▸ **ABOUT THIS EXERCISE**:
Without changing anything, reproduce every record below.

Stored data:

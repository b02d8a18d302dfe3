//! Normalized message record produced by the import pipeline.
//!
//! A [`Message`] is what the rest of an application works with once a chat
//! export has been imported: a stable position `index`, an absolute `date`,
//! an optional `author`, the `message` text and, for archived exports, an
//! optional [`Attachment`] reference.
//!
//! # Examples
//!
//! ```
//! use chatsift::Message;
//! use chrono::{TimeZone, Utc};
//!
//! let date = Utc.with_ymd_and_hms(2024, 1, 15, 10, 30, 0).unwrap();
//! let msg = Message::new(0, date, Some("Alice"), "Hello!");
//!
//! assert_eq!(msg.author(), Some("Alice"));
//! assert!(!msg.is_system());
//! ```

use chrono::{DateTime, Utc};
use serde::{Deserialize, Deserializer, Serialize};

/// A file referenced by a message in an archived export.
#[derive(Debug, Clone, PartialEq, Eq, Serialize, Deserialize)]
pub struct Attachment {
    /// Name of the media file inside the export archive.
    pub file_name: String,
}

impl Attachment {
    /// Creates an attachment reference.
    pub fn new(file_name: impl Into<String>) -> Self {
        Self {
            file_name: file_name.into(),
        }
    }
}

/// A message with its original parse position.
///
/// `index` is assigned once, in transcript order, and is never reused;
/// filtering keeps it untouched so callers can always map a message back to
/// its place in the full conversation.
///
/// `author` is `None` for system notices (group created, encryption notice,
/// ...). It is never `Some("")`: [`Message::new`] normalizes blank authors to
/// `None`.
///
/// # Serialization
///
/// ```
/// use chatsift::Message;
/// use chrono::{TimeZone, Utc};
///
/// let date = Utc.with_ymd_and_hms(2024, 1, 15, 10, 30, 0).unwrap();
/// let msg = Message::new(3, date, None::<String>, "Alice created group");
/// let json = serde_json::to_string(&msg)?;
///
/// assert!(json.contains("\"author\":null"));
/// assert!(!json.contains("attachment"));
/// # Ok::<(), serde_json::Error>(())
/// ```
#[derive(Debug, Clone, PartialEq, Serialize, Deserialize)]
pub struct Message {
    /// Zero-based position in the parsed transcript.
    pub index: usize,

    /// When the message was sent.
    pub date: DateTime<Utc>,

    /// Who sent the message; `None` for system notices.
    #[serde(default, deserialize_with = "deserialize_author")]
    pub author: Option<String>,

    /// Text content. Multiline messages keep their `\n` separators.
    pub message: String,

    /// Media reference, only resolved for archived exports.
    #[serde(skip_serializing_if = "Option::is_none")]
    #[serde(default)]
    pub attachment: Option<Attachment>,
}

/// Reads an author, mapping blank names to `None` like [`Message::new`].
fn deserialize_author<'de, D>(deserializer: D) -> Result<Option<String>, D::Error>
where
    D: Deserializer<'de>,
{
    let author = Option::<String>::deserialize(deserializer)?;
    Ok(author.filter(|a| !a.trim().is_empty()))
}

impl Message {
    /// Creates a message without an attachment.
    pub fn new<A: Into<String>>(
        index: usize,
        date: DateTime<Utc>,
        author: Option<A>,
        message: impl Into<String>,
    ) -> Self {
        Self {
            index,
            date,
            author: author.map(Into::into).filter(|a| !a.trim().is_empty()),
            message: message.into(),
            attachment: None,
        }
    }

    /// Builder method to set the attachment.
    #[must_use]
    pub fn with_attachment(mut self, attachment: Attachment) -> Self {
        self.attachment = Some(attachment);
        self
    }

    /// Returns the author, if any.
    pub fn author(&self) -> Option<&str> {
        self.author.as_deref()
    }

    /// Returns the message text.
    pub fn text(&self) -> &str {
        &self.message
    }

    /// Returns `true` if this message has no author.
    pub fn is_system(&self) -> bool {
        self.author.is_none()
    }
}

▸ **YOUR SOLUTION**:
repository b02d8a18d302dfe3
//! Normalized message record produced by the import pipeline.
//!
//! A [`Message`] is what the rest of an application works with once a chat
//! export has been imported: a stable position `index`, an absolute `date`,
//! an optional `author`, the `message` text and, for archived exports, an
//! optional [`Attachment`] reference.
//!
//! # Examples
//!
//! ```
//! use chatsift::Message;
//! use chrono::{TimeZone, Utc};
//!
//! let date = Utc.with_ymd_and_hms(2024, 1, 15, 10, 30, 0).unwrap();
//! let msg = Message::new(0, date, Some("Alice"), "Hello!");
//!
//! assert_eq!(msg.author(), Some("Alice"));
//! assert!(!msg.is_system());
//! ```

use chrono::{DateTime, Utc};
use serde::{Deserialize, Deserializer, Serialize};

/// A file referenced by a message in an archived export.
#[derive(Debug, Clone, PartialEq, Eq, Serialize, Deserialize)]
pub struct Attachment {
    /// Name of the media file inside the export archive.
    pub file_name: String,
}

impl Attachment {
    /// Creates an attachment reference.
    pub fn new(file_name: impl Into<String>) -> Self {
        Self {
            file_name: file_name.into(),
        }
    }
}

/// A message with its original parse position.
///
/// `index` is assigned once, in transcript order, and is never reused;
/// filtering keeps it untouched so callers can always map a message back to
/// its place in the full conversation.
///
/// `author` is `None` for system notices (group created, encryption notice,
/// ...). It is never `Some("")`: [`Message::new`] normalizes blank authors to
/// `None`.
///
/// # Serialization
///
/// ```
/// use chatsift::Message;
/// use chrono::{TimeZone, Utc};
///
/// let date = Utc.with_ymd_and_hms(2024, 1, 15, 10, 30, 0).unwrap();
/// let msg = Message::new(3, date, None::<String>, "Alice created group");
/// let json = serde_json::to_string(&msg)?;
///
/// assert!(json.contains("\"author\":null"));
/// assert!(!json.contains("attachment"));
/// # Ok::<(), serde_json::Error>(())
/// ```
#[derive(Debug, Clone, PartialEq, Serialize, Deserialize)]
pub struct Message {
    /// Zero-based position in the parsed transcript.
    pub index: usize,

    /// When the message was sent.
    pub date: DateTime<Utc>,

    /// Who sent the message; `None` for system notices.
    #[serde(default, deserialize_with = "deserialize_author")]
    pub author: Option<String>,

    /// Text content. Multiline messages keep their `\n` separators.
    pub message: String,

    /// Media reference, only resolved for archived exports.
    #[serde(skip_serializing_if = "Option::is_none")]
    #[serde(default)]
    pub attachment: Option<Attachment>,
}

/// Reads an author, mapping blank names to `None` like [`Message::new`].
fn deserialize_author<'de, D>(deserializer: D) -> Result<Option<String>, D::Error>
where
    D: Deserializer<'de>,
{
    let author = Option::<String>::deserialize(deserializer)?;
    Ok(author.filter(|a| !a.trim().is_empty()))
}

impl Message {
    /// Creates a message without an attachment.
    pub fn new<A: Into<String>>(
        index: usize,
        date: DateTime<Utc>,
        author: Option<A>,
        message: impl Into<String>,
    ) -> Self {
        Self {
            index,
            date,
            author: author.map(Into::into).filter(|a| !a.trim().is_empty()),
            message: message.into(),
            attachment: None,
        }
    }

    /// Builder method to set the attachment.
    #[must_use]
    pub fn with_attachment(mut self, attachment: Attachment) -> Self {
        self.attachment = Some(attachment);
        self
    }

    /// Returns the author, if any.
    pub fn author(&self) -> Option<&str> {
        self.author.as_deref()
    }

    /// Returns the message text.
    pub fn text(&self) -> &str {
        &self.message
    }

    /// Returns `true` if this message has no author.
    pub fn is_system(&self) -> bool {
        self.author.is_none()
    }
}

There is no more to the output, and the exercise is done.